Page 1 of 1

Partitioner/Collector Performance

Posted: Thu Nov 13, 2003 11:00 am
by Rahul
I am just trying to a performance test on extracting data from flatfile and loading into another flatfile with/without partitioner and collector.

Seq->partitioner->xfm----->collector--->seq
| |
->xfm--------->

I have enabled interprocess buffer to its default. What i observe is that when the process starts it writes to the target at around 5000rows/seq but as time progresses it starts reducing gradually until it reaches around 15-20 rows/sec.

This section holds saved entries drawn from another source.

//! OAuth2 identity provider configuration.
//!
//! Endpoints default to Google's. They can be overridden, which is how tests
//! point the client at a local mock server.

use serde::{Deserialize, Serialize};

/// Google's OAuth2 authorization endpoint.
pub const GOOGLE_AUTH_URL: &str = "https://accounts.google.com/o/oauth2/v2/auth";
/// Google's OAuth2 token endpoint.
pub const GOOGLE_TOKEN_URL: &str = "https://oauth2.googleapis.com/token";
/// Google's userinfo endpoint.
pub const GOOGLE_USERINFO_URL: &str = "https://www.googleapis.com/oauth2/v2/userinfo";

/// Configuration for the OAuth2 identity provider.
///
/// Fields with defaults can be omitted when loading from environment variables.
#[derive(Clone, Serialize, Deserialize)]
pub struct OAuthConfig {
    /// The OAuth2 client ID registered with the provider.
    client_id: String,
    /// The OAuth2 client secret.
    client_secret: String,
    /// Callback URL registered with the provider
    /// (e.g., "https://sso.mesika.org/api/auth/callback").
    redirect_url: String,
    #[serde(default = "default_auth_url")]
    auth_url: String,
    #[serde(default = "default_token_url")]
    token_url: String,
    #[serde(default = "default_userinfo_url")]
    userinfo_url: String,
    /// OAuth2 scopes to request as a comma-separated string.
    #[serde(default = "default_scopes")]
    scopes: String,
    /// The only email domain allowed to log in.
    #[serde(default = "default_allowed_domain")]
    allowed_domain: String,
    /// Timeout for each outbound provider call.
    #[serde(default = "default_request_timeout_seconds")]
    request_timeout_seconds: u64,
}

fn default_auth_url() -> String {
    GOOGLE_AUTH_URL.to_string()
}

fn default_token_url() -> String {
    GOOGLE_TOKEN_URL.to_string()
}

fn default_userinfo_url() -> String {
    GOOGLE_USERINFO_URL.to_string()
}

fn default_scopes() -> String {
    "https://www.googleapis.com/auth/userinfo.email,https://www.googleapis.com/auth/userinfo.profile"
        .to_string()
}

fn default_allowed_domain() -> String {
    "mesika.org".to_string()
}

fn default_request_timeout_seconds() -> u64 {
    10
}

impl OAuthConfig {
    /// Creates a configuration with defaults for optional fields.
    #[must_use]
    pub fn new(client_id: String, client_secret: String, redirect_url: String) -> Self {
        Self {
            client_id,
            client_secret,
            redirect_url,
            auth_url: default_auth_url(),
            token_url: default_token_url(),
            userinfo_url: default_userinfo_url(),
            scopes: default_scopes(),
            allowed_domain: default_allowed_domain(),
            request_timeout_seconds: default_request_timeout_seconds(),
        }
    }

    /// Overrides the provider endpoints.
    #[must_use]
    pub fn with_endpoints(
        mut self,
        auth_url: impl Into<String>,
        token_url: impl Into<String>,
        userinfo_url: impl Into<String>,
    ) -> Self {
        self.auth_url = auth_url.into();
        self.token_url = token_url.into();
        self.userinfo_url = userinfo_url.into();
        self
    }

    /// Overrides the allowed email domain.
    #[must_use]
    pub fn with_allowed_domain(mut self, domain: impl Into<String>) -> Self {
        self.allowed_domain = domain.into();
        self
    }

    /// Returns the OAuth2 client ID.
    #[must_use]
    pub fn client_id(&self) -> &str {
        &self.client_id
    }

    /// Returns the OAuth2 client secret.
    #[must_use]
    pub fn client_secret(&self) -> &str {
        &self.client_secret
    }

    /// Returns the OAuth2 redirect URL.
    #[must_use]
    pub fn redirect_url(&self) -> &str {
        &self.redirect_url
    }

    /// Returns the authorization endpoint.
    #[must_use]
    pub fn auth_url(&self) -> &str {
        &self.auth_url
    }

    /// Returns the token endpoint.
    #[must_use]
    pub fn token_url(&self) -> &str {
        &self.token_url
    }

    /// Returns the profile endpoint.
    #[must_use]
    pub fn userinfo_url(&self) -> &str {
        &self.userinfo_url
    }

    /// Returns the OAuth2 scopes to request, parsed from comma-separated string.
    #[must_use]
    pub fn scopes(&self) -> Vec<&str> {
        self.scopes
            .split(',')
            .map(str::trim)
            .filter(|s| !s.is_empty())
            .collect()
    }

    /// Returns the allowed email domain.
    #[must_use]
    pub fn allowed_domain(&self) -> &str {
        &self.allowed_domain
    }

    /// Returns the timeout for outbound provider calls.
    #[must_use]
    pub fn request_timeout(&self) -> std::time::Duration {
        std::time::Duration::from_secs(self.request_timeout_seconds)
    }
}

impl std::fmt::Debug for OAuthConfig {
    fn fmt(&self, f: &mut std::fmt::Formatter<'_>) -> std::fmt::Result {
        f.debug_struct("OAuthConfig")
            .field("client_id", &self.client_id)
            .field("client_secret", &"<redacted>")
            .field("redirect_url", &self.redirect_url)
            .field("auth_url", &self.auth_url)
            .field("token_url", &self.token_url)
            .field("userinfo_url", &self.userinfo_url)
            .field("scopes", &self.scopes)
            .field("allowed_domain", &self.allowed_domain)
            .field("request_timeout_seconds", &self.request_timeout_seconds)
            .finish()
    }
}
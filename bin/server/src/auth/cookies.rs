//! Session cookie transport.
//!
//! The cookie only carries the opaque session ID, encrypted and
//! authenticated by `PrivateCookieJar`. A cookie that fails to decrypt reads
//! as absent.

use axum_extra::extract::PrivateCookieJar;
use axum_extra::extract::cookie::{Cookie, SameSite};
use mesika_sso_platform_access::{AuthSession, SessionId};
use time::Duration as TimeDuration;

/// Session cookie name.
pub const SESSION_COOKIE: &str = "auth-session";

/// Reads the session ID from the jar.
pub fn session_id(jar: &PrivateCookieJar) -> Option<SessionId> {
    jar.get(SESSION_COOKIE)
        .map(|cookie| cookie.value().to_string())
        .filter(|value| !value.is_empty())
        .map(SessionId::new)
}

/// Builds the cookie for a session, living exactly as long as the session.
pub fn session_cookie(session: &AuthSession, secure: bool) -> Cookie<'static> {
    let lifetime = (session.expires_at() - session.created_at()).num_seconds();
    Cookie::build((SESSION_COOKIE, session.id().as_str().to_string()))
        .path("/")
        .http_only(true)
        .secure(secure)
        .same_site(SameSite::Strict)
        .max_age(TimeDuration::seconds(lifetime))
        .build()
}

/// Builds the cookie passed to `PrivateCookieJar::remove`.
pub fn removal_cookie() -> Cookie<'static> {
    Cookie::build((SESSION_COOKIE, "")).path("/").build()
}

Any thoughts from experts ?

Rahul

Re: Partitioner/Collector Performance

Posted: Thu Nov 13, 2003 12:17 pm
by crouse
Have you tried writing to /dev/null in the Seq stage? Maybe disk writing/caching (or lack thereof) may be getting in the way. Writing to /dev/null (the bit bucket) may take the disk performance out of the picture.

Rahul wrote:I am just trying to a performance test on extracting data from flatfile and loading into another flatfile with/without partitioner and collector.

Seq->partitioner->xfm----->collector--->seq
| |
->xfm--------->

I have enabled interprocess buffer to its default. What i observe is that when the process starts it writes to the target at around 5000rows/seq but as time progresses it starts reducing gradually until it reaches around 15-20 rows/sec.

Any thoughts from experts ?

Rahul

Posted: Thu Nov 13, 2003 1:10 pm
by Rahul
I have set the target as flatfile. If i do a simple test with no partitioner/collecotor links,the performance is far better.

seq->xfm->seq

On this i recieve consistently around 5000 rows/sec. But same thing if done with link partitioner/collector then it becomes slow. I had carried this out to show folks around that data partitioning is better if we can afford doing it.

Any suggestions ??

Rahul

Posted: Thu Nov 13, 2003 2:32 pm
by Creo
Hi Rahul,

What type of collector are you using? Some just write randomly to the flat file (ex: round robin), others require that you sort the data (ex: sort merge) which might slow down the process as the file gets bigger... but it's just a wild guess from my part.

Hope it helps!

Creo

Posted: Fri Nov 14, 2003 8:20 am
by Rahul
I have allowed the policy to remain to default (round robin) and i have not used hash or the other ones.

Any suggestions ?

Rahul

Posted: Fri Nov 14, 2003 9:12 pm
by kcbland
Uggh. If what you are doing is attempting "instantiation" without incuring the overhead of extra job clones (Agent Smith from Matrix 2&3), this is not a good approach.

The link partioner and collector stages are a more elegant way of splitting processing and collecting it back into a single output stream. This makes a design that employed multiple sequential files with an after job concatentation command much more seemlessly designed. I would not recommend it as a way of increasing the net number of rows/second processing through your ETL application.

You're better off with a seq-->xfm-->seq job design using instantiated clones to handle the "MORE of ME Agent Smith" approach. You can do a round-robin algorithm in the transformer constraint using a simple expression:

Code: Select all

MOD(@INROWNUM, NumberOfJobClones) = ThisJobClonesNumber - 1
If you supply the NumberOfJobClones parameter value equal to how many instances you're going to run, and give each instance clone a parameter ThisJobClonesNumber a value of 1 thru NumberOfJobClones, you achieve a simple round-robin distribution of rows in the source sequential file.